If anyone can point me in the general direction of the driver. I'd be grateful. Thanks

----------

## sageman

If lsusb lists it, that means the driver is loaded. Apparently, you do have the module installed.

----------

## fintan

Thanks for the reply. Just found the driver home page 

[url]

http://m560x.x3ng.com/wiki

[/url]

I've tried the driver but it won't compile. Guess I'll just have to wait   :Sad: 

----------

## rishi

Hi,

I have this cam built into my laptop too.... trying to build the driver. What build errors did you have? I wonder if someone can help us to get this to build under gentoo..?

Cheers,

----------

## rishi

Driver compile hacks here:

http://www.actiongames.co.uk/m560x/forum/viewtopic.php?p=309#309

I managed to get it compiled OK, I think...

Running on fairly up to date gentoo system.

Cheers,

----------

## fintan

Hi rishi sorry didn't think anyone replied. Havn't got my laptop with me. I'll give it another shot tonight & see what I get out of it. Thanks for the tip. Have you been able to run it? What programme to you use with it? If it works hopefully we can knock together an ebuild for it. I'll post back my results tonight.

----------

## rishi

Hi not sure what programs to run either! I have not seen any images from the cam yet, but the driver seems to be operating. 

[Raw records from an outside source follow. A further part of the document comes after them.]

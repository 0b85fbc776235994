use std::sync::{Arc, Mutex};

use async_trait::async_trait;
use tokio::sync::oneshot;

use super::*;
use crate::artwork::{EncodedImage, ImageError, ImageSource};
use crate::collab::{CollabLimits, OrchestratorState, Relay, RelayError, RelayRequest};
use crate::draw::Color;

const REPLY: &str = "HEAD_INSTRUCTIONS:\nround head\nSVG_BODY:\n<svg></svg>\nLEG_INSTRUCTIONS:\ntwo legs";

/// Relay whose single reply is released by the test.
struct GatedRelay {
    gate: Mutex<Option<oneshot::Receiver<String>>>,
}

#[async_trait]
impl Relay for GatedRelay {
    async fn complete(&self, _request: RelayRequest) -> Result<String, RelayError> {
        let gate = self.gate.lock().unwrap().take();
        match gate {
            Some(rx) => rx
                .await
                .map_err(|_| RelayError::UnexpectedFormat("gate dropped".into())),
            None => Ok(REPLY.to_string()),
        }
    }
}

struct StubImages;

#[async_trait]
impl ImageSource for StubImages {
    async fn load_base64(&self, _artwork: &ArtworkId) -> Result<EncodedImage, ImageError> {
        Ok(EncodedImage {
            media_type: "image/jpeg".into(),
            data: "AAAA".into(),
        })
    }
}

fn session_with_gate(gate: Option<oneshot::Receiver<String>>) -> Session {
    let relay = Arc::new(GatedRelay {
        gate: Mutex::new(gate),
    });
    let collab = Orchestrator::new(relay, Arc::new(StubImages), CollabLimits::default());
    let config = Config::from_toml("[canvas]\nwidth = 900\nheight = 600\n").unwrap();
    Session::from_config(&config, collab)
}

fn session() -> Session {
    session_with_gate(None)
}

#[test]
fn script_parses_from_json() {
    let script: Script = serde_json::from_str(
        r##"{
            "width": 900,
            "commands": [
                { "action": "select_tool", "tool": "circle" },
                { "action": "set_parameter", "tool": "circle", "value": 80 },
                { "action": "set_color", "color": "#ff0000" },
                { "action": "set_color", "color": [0, 0, 255] },
                { "action": "pointer_press", "x": 450, "y": 300 },
                { "action": "pointer_release" }
            ]
        }"##,
    )
    .unwrap();
    assert_eq!(script.width, Some(900.0));
    assert_eq!(script.height, None);
    assert_eq!(
        script.commands[0],
        InputCommand::SelectTool {
            tool: ToolKind::Circle
        }
    );
    assert_eq!(
        script.commands[3],
        InputCommand::SetColor {
            color: ColorSpec::Rgb([0, 0, 255])
        }
    );
}

#[test]
fn replay_draws_only_in_middle_region() {
    let mut session = session();
    let script = Script {
        width: None,
        height: None,
        commands: vec![
            InputCommand::SetColor {
                color: ColorSpec::Name("#3366ff".into()),
            },
            InputCommand::PointerPress { x: 350.0, y: 100.0 },
            InputCommand::PointerMove { x: 400.0, y: 120.0 },
            InputCommand::PointerMove { x: 700.0, y: 120.0 },
            InputCommand::PointerRelease,
            InputCommand::PointerPress { x: 100.0, y: 100.0 },
            InputCommand::PointerMove { x: 400.0, y: 100.0 },
            InputCommand::PointerRelease,
        ],
    };
    session.replay(&script);

    assert_eq!(session.input.canvas.len(), 1);
    assert_eq!(
        session.input.canvas.shapes[0].color(),
        Color::from_rgb8(0x33, 0x66, 0xff)
    );
}

#[test]
fn replay_resizes_before_drawing() {
    let mut session = session();
    session.replay(&Script {
        width: Some(300.0),
        height: None,
        commands: vec![
            InputCommand::SelectTool {
                tool: ToolKind::Square,
            },
            InputCommand::PointerPress { x: 150.0, y: 50.0 },
        ],
    });
    assert_eq!(session.input.surface_width, 300.0);
    assert_eq!(session.input.surface_height, 600.0);
    assert_eq!(session.input.canvas.len(), 1);
}

#[test]
fn canvas_exports_png() {
    let mut session = session();
    session.apply_input(&InputCommand::SelectTool {
        tool: ToolKind::Triangle,
    });
    session.apply_input(&InputCommand::PointerPress { x: 450.0, y: 300.0 });

    let mut png = Vec::new();
    session.write_png(&mut png).unwrap();
    assert!(png.starts_with(&[0x89, b'P', b'N', b'G']));
}

#[tokio::test]
async fn reset_clears_canvas_and_results_but_keeps_tools() {
    let mut session = session();
    session
        .dispatch(
            InputCommand::SetParameter {
                tool: ToolKind::Brush,
                value: 12.0,
            }
            .into(),
        )
        .await
        .unwrap();
    session
        .dispatch(InputCommand::PointerPress { x: 350.0, y: 100.0 }.into())
        .await
        .unwrap();
    session
        .dispatch(InputCommand::PointerMove { x: 360.0, y: 110.0 }.into())
        .await
        .unwrap();
    let phase1 = session
        .dispatch(Command::StartPhase1(ArtworkId::new("art.jpg")))
        .await;
    assert_eq!(phase1, Ok(Some(Transition::Applied)));
    assert_eq!(session.input.canvas.len(), 1);

    assert_eq!(session.dispatch(Command::Reset).await, Ok(None));
    assert!(session.input.canvas.is_empty());
    assert!(!session.input.is_stroking());
    assert_eq!(session.input.tools.parameters().brush_thickness, 12);
    assert_eq!(
        session.collab_state().await.state(),
        OrchestratorState::Idle
    );
    assert_eq!(
        session.panels().await.instructions,
        ui::Panel::Placeholder {
            text: ui::INSTRUCTIONS_PLACEHOLDER
        }
    );
}

#[tokio::test]
async fn drawing_continues_while_phase1_is_pending() {
    let (release, gate) = oneshot::channel();
    let mut session = session_with_gate(Some(gate));

    let collab = session.collab().clone();
    let pending =
        tokio::spawn(async move { collab.start_phase1(ArtworkId::new("art.jpg")).await });
    while !session.collab_state().await.phase1_in_flight() {
        tokio::task::yield_now().await;
    }

    session.apply_input(&InputCommand::PointerPress { x: 350.0, y: 100.0 });
    session.apply_input(&InputCommand::PointerMove { x: 380.0, y: 140.0 });
    session.apply_input(&InputCommand::PointerRelease);
    assert_eq!(session.input.canvas.len(), 1);
    assert_eq!(
        session.panels().await.instructions,
        ui::Panel::Loading {
            text: ui::INSTRUCTIONS_LOADING
        }
    );

    release.send(REPLY.to_string()).unwrap();
    assert_eq!(pending.await.unwrap(), Ok(Transition::Applied));
    assert_eq!(
        session.panels().await.body,
        ui::Panel::Markup {
            markup: "<svg></svg>".into()
        }
    );
}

I think you will need to have v4l support in your kernel. 

There are also new developments here: http://www.actiongames.co.uk/m560x/forum/index.php

It looks like you need to patch your kernel to allow greater USB packet sizes.

Then they have made a test program that will run with the camera and output a couple of images, (well it is a start I suppose...)

What programs to people normally use with their USB web cams? Coriander? Or just video chat programs?

----------

## fintan

Hi rishi, I followed the instructions on the forums with no joy. Couldn't get it to compile. I'll take another shot at it tonight. Your probably right about v4l. I think you can use kdetv or kmplayer for capturing.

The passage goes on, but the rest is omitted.